ORTRAIT de groupe avec enfants. Derrière le Panthéon, sous les peupliers de l’étang d’Agrippa, promenade publique à la mode, les petits Syriens grimpent sur les genoux de Séléné, assise au bord de l’eau. Les bébés s’accrochent à sa robe ; les plus grands, qui ont réussi à escalader son banc, lui donnent des baisers de colombe, bec à bec. Tableau charmant. Et fait pour être admiré : « Vénus et les Amours. » Même s’il y a un peu trop de Cupidons pour une seule mère, et si la « déesse », pudiquement drapée, a gardé sa virginité. Il faut dire que le tableau n’est pas destiné à un peintre, mais à Octavie : ses filles, ses amies ne manqueront pas de lui écrire qu’elles ont rencontré Séléné à la promenade, accompagnée d’un lot d’enfants délicieux, et qu’ils formaient ensemble un spectacle si touchant que les passants s’arrêtaient pour les regarder. « Le sourire de Séléné perlait sur sa mélancolie comme la rosée », écrira Prima, attendrie.
Ces jeunes esclaves, c’est la fille de Cléopâtre qui a persuadé sa protectrice d’en passer commande : « Fais plaisir au Prince en le laissant t’offrir un petit souvenir de là-bas. Un éléphant ou un chameau nous dérangeraient, mais pourquoi pas des bébés d’Asie ?
– Je ne fais plus de collections. Quant à former des échansons ou des laveurs de pieds, ce soin serait inutile puisque je ne donne plus de banquets.
– Nous les préparerons à amuser tes petits-enfants, que tu verras bientôt dans ta maison… »
Les jeunes femmes de la famille venaient, en effet, d’accoucher en série. Elles n’avaient eu que des filles : Julie, une petite Julilla ; Claudia, une Pulchra ; Marcella, une Antonia qui n’avait pas vécu ; et Prima, une Domitia dont la houppette blonde tirait déjà sur le roux.
« Choisissons des enfants très jeunes – pas plus de deux ou trois ans – pour que, dans quelques années, ils soient d’âge à jouer avec Pulchra et Domitia. Achetons même quelques nourrissons.

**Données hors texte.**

//! Error types for sequence conversion

use thiserror::Error;

/// Failure modes of a DNA to RNA/mRNA conversion.
#[derive(Debug, Clone, PartialEq, Eq, Error)]
pub enum ConversionError {
    /// Nothing in the normalized input survived filtering.
    #[error("'{sequence}' has no valid bases. Please try again.")]
    NoValidBases { sequence: String },

    /// A retained base has no entry in the transcription table.
    #[error("base '{base}' has no mRNA transcription")]
    UnmappedBase { base: char },

    #[error(transparent)]
    InvalidConversion(#[from] InvalidConversion),
}

/// Conversion keyword other than `rna` or `mrna`, already trimmed and lowercased.
#[derive(Debug, Clone, PartialEq, Eq, Error)]
#[error("'{0}' is not a valid conversion type. Please use either RNA or mRNA.")]
pub struct InvalidConversion(pub String);

pub type Result<T> = std::result::Result<T, ConversionError>;
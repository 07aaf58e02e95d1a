//! Configuration types deserialized from `weave.toml`.

use serde::Deserialize;
use weave_diagnostics::{DiagnosticCode, DiagnosticPolicy, Severity, TerminalRenderer};

/// The top-level configuration parsed from `weave.toml`.
#[derive(Debug, Default, Deserialize)]
#[serde(deny_unknown_fields)]
pub struct WeaveConfig {
    /// Diagnostic reporting settings.
    #[serde(default)]
    pub diagnostics: DiagnosticsConfig,
}

/// The `[diagnostics]` section: which diagnostics are kept and how they print.
#[derive(Debug, Deserialize)]
#[serde(deny_unknown_fields)]
pub struct DiagnosticsConfig {
    /// Minimum severity a diagnostic needs to be retained.
    #[serde(default = "default_level")]
    pub level: Severity,
    /// Whether the terminal renderer uses ANSI colors.
    #[serde(default)]
    pub color: bool,
    /// Codes promoted to errors (e.g. `"W300"`).
    #[serde(default)]
    pub deny: Vec<String>,
    /// Codes suppressed entirely.
    #[serde(default)]
    pub allow: Vec<String>,
}

fn default_level() -> Severity {
    Severity::Help
}

impl Default for DiagnosticsConfig {
    fn default() -> Self {
        Self {
            level: default_level(),
            color: false,
            deny: Vec::new(),
            allow: Vec::new(),
        }
    }
}

impl DiagnosticsConfig {
    /// Builds the sink policy described by this section.
    ///
    /// Codes that fail to parse are skipped; [`load_config_from_str`](crate::load_config_from_str)
    /// rejects them up front, so this only matters for hand-built values.
    pub fn policy(&self) -> DiagnosticPolicy {
        DiagnosticPolicy::new(
            parsed_codes(&self.deny),
            parsed_codes(&self.allow),
            self.level,
        )
    }

    /// Builds the terminal renderer described by this section.
    pub fn renderer(&self) -> TerminalRenderer {
        TerminalRenderer::new(self.color)
    }
}

fn parsed_codes(codes: &[String]) -> Vec<DiagnosticCode> {
    codes.iter().filter_map(|c| c.parse().ok()).collect()
}
//! Modules and their placements (instances).
//!
//! A non-resource module has exactly one canonical placement, its default
//! instance, created together with the module and placed at most once.
//! Resource modules are freely re-instantiable and own no content besides
//! ports and parameters.

use weave_common::Ident;

use crate::ids::ObjectId;

/// A hardware module.
#[derive(Debug, Clone)]
pub struct Module {
    /// The module name.
    pub name: Ident,
    /// Opaque, pre-built module.
    pub ilm: bool,
    /// Freely re-instantiable module.
    pub resource: bool,
    /// Parameters, in creation order.
    pub params: Vec<ObjectId>,
    /// Ports, in creation order.
    pub ports: Vec<ObjectId>,
    /// Internal signal declarations (always empty for resources).
    pub decls: Vec<ObjectId>,
    /// Code sections (always empty for resources).
    pub code: Vec<ObjectId>,
    /// Register files (always empty for resources).
    pub regfiles: Vec<ObjectId>,
    /// Instances placed inside this module (always empty for resources).
    pub child_instances: Vec<ObjectId>,
    /// Instances of this module, wherever they are placed.
    pub mod_instances: Vec<ObjectId>,
    /// The unique placement of a non-resource module.
    pub default_instance: Option<ObjectId>,
}

impl Module {
    pub(crate) fn new(name: Ident, ilm: bool, resource: bool) -> Self {
        Self {
            name,
            ilm,
            resource,
            params: Vec::new(),
            ports: Vec::new(),
            decls: Vec::new(),
            code: Vec::new(),
            regfiles: Vec::new(),
            child_instances: Vec::new(),
            mod_instances: Vec::new(),
            default_instance: None,
        }
    }
}

/// A placement of a module inside a parent module.
#[derive(Debug, Clone)]
pub struct Instance {
    /// The instance name (unique across the database).
    pub name: Ident,
    /// The module this is an instance of.
    pub module: ObjectId,
    /// The module this instance is placed in; `None` until placed.
    pub parent: Option<ObjectId>,
    /// Parameter overrides, in creation order.
    pub adjustments: Vec<ObjectId>,
    /// Pins, in creation order.
    pub pins: Vec<ObjectId>,
}

impl Instance {
    pub(crate) fn new(name: Ident, module: ObjectId, parent: Option<ObjectId>) -> Self {
        Self {
            name,
            module,
            parent,
            adjustments: Vec::new(),
            pins: Vec::new(),
        }
    }
}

– À cet âge, ils sont trop fragiles, ils mourront pendant le transport…
– Nous les prendrons avec leurs mères. Que tu revendras dès qu’ils seront sevrés. »
Octavie avait fini par céder. Sans d’ailleurs savoir à qui. À son frère, qui souffrait de ne pouvoir la consoler ? ou à Séléné, qui voulait jouer à la poupée ?
Mais elle voit maintenant que Séléné n’est plus une petite fille : avec ces bambins, qu’elle a constamment dans les bras ou dans les jambes, elle se comporte en mère.
Chaque jour, Séléné donne pour Octavie une représentation de la maternité triomphante. Ou, plus exactement, elle l’oblige à imaginer quelle mère attentive elle serait si on lui permettait de se marier. Lorsqu’elle caresse sa joue contre la joue douce d’un bébé, berce sur son épaule un tout-petit qui souffre d’une colique, ou feint de chercher longuement au milieu de la pièce un plus grand qui se croit caché, elle ne doute pas d’émouvoir sa protectrice. C’est comme si elle lui disait : « Vois ce dont ton frère veut me priver »…
Elle pense agir par tactique. Ignore qu’elle agit par goût. Elle croit qu’elle prépare l’avenir. Mais elle répare le passé. Car celui qu’elle tient aujourd’hui contre son sein, c’est ce « bébé arménien » du défilé d’Alexandrie qu’elle voulait sauver, ce bébé que Nicolas de Damas et son père lui ont refusé, ce bébé dont elle ne se souvient plus, mais qui est là, contre elle, ressuscité.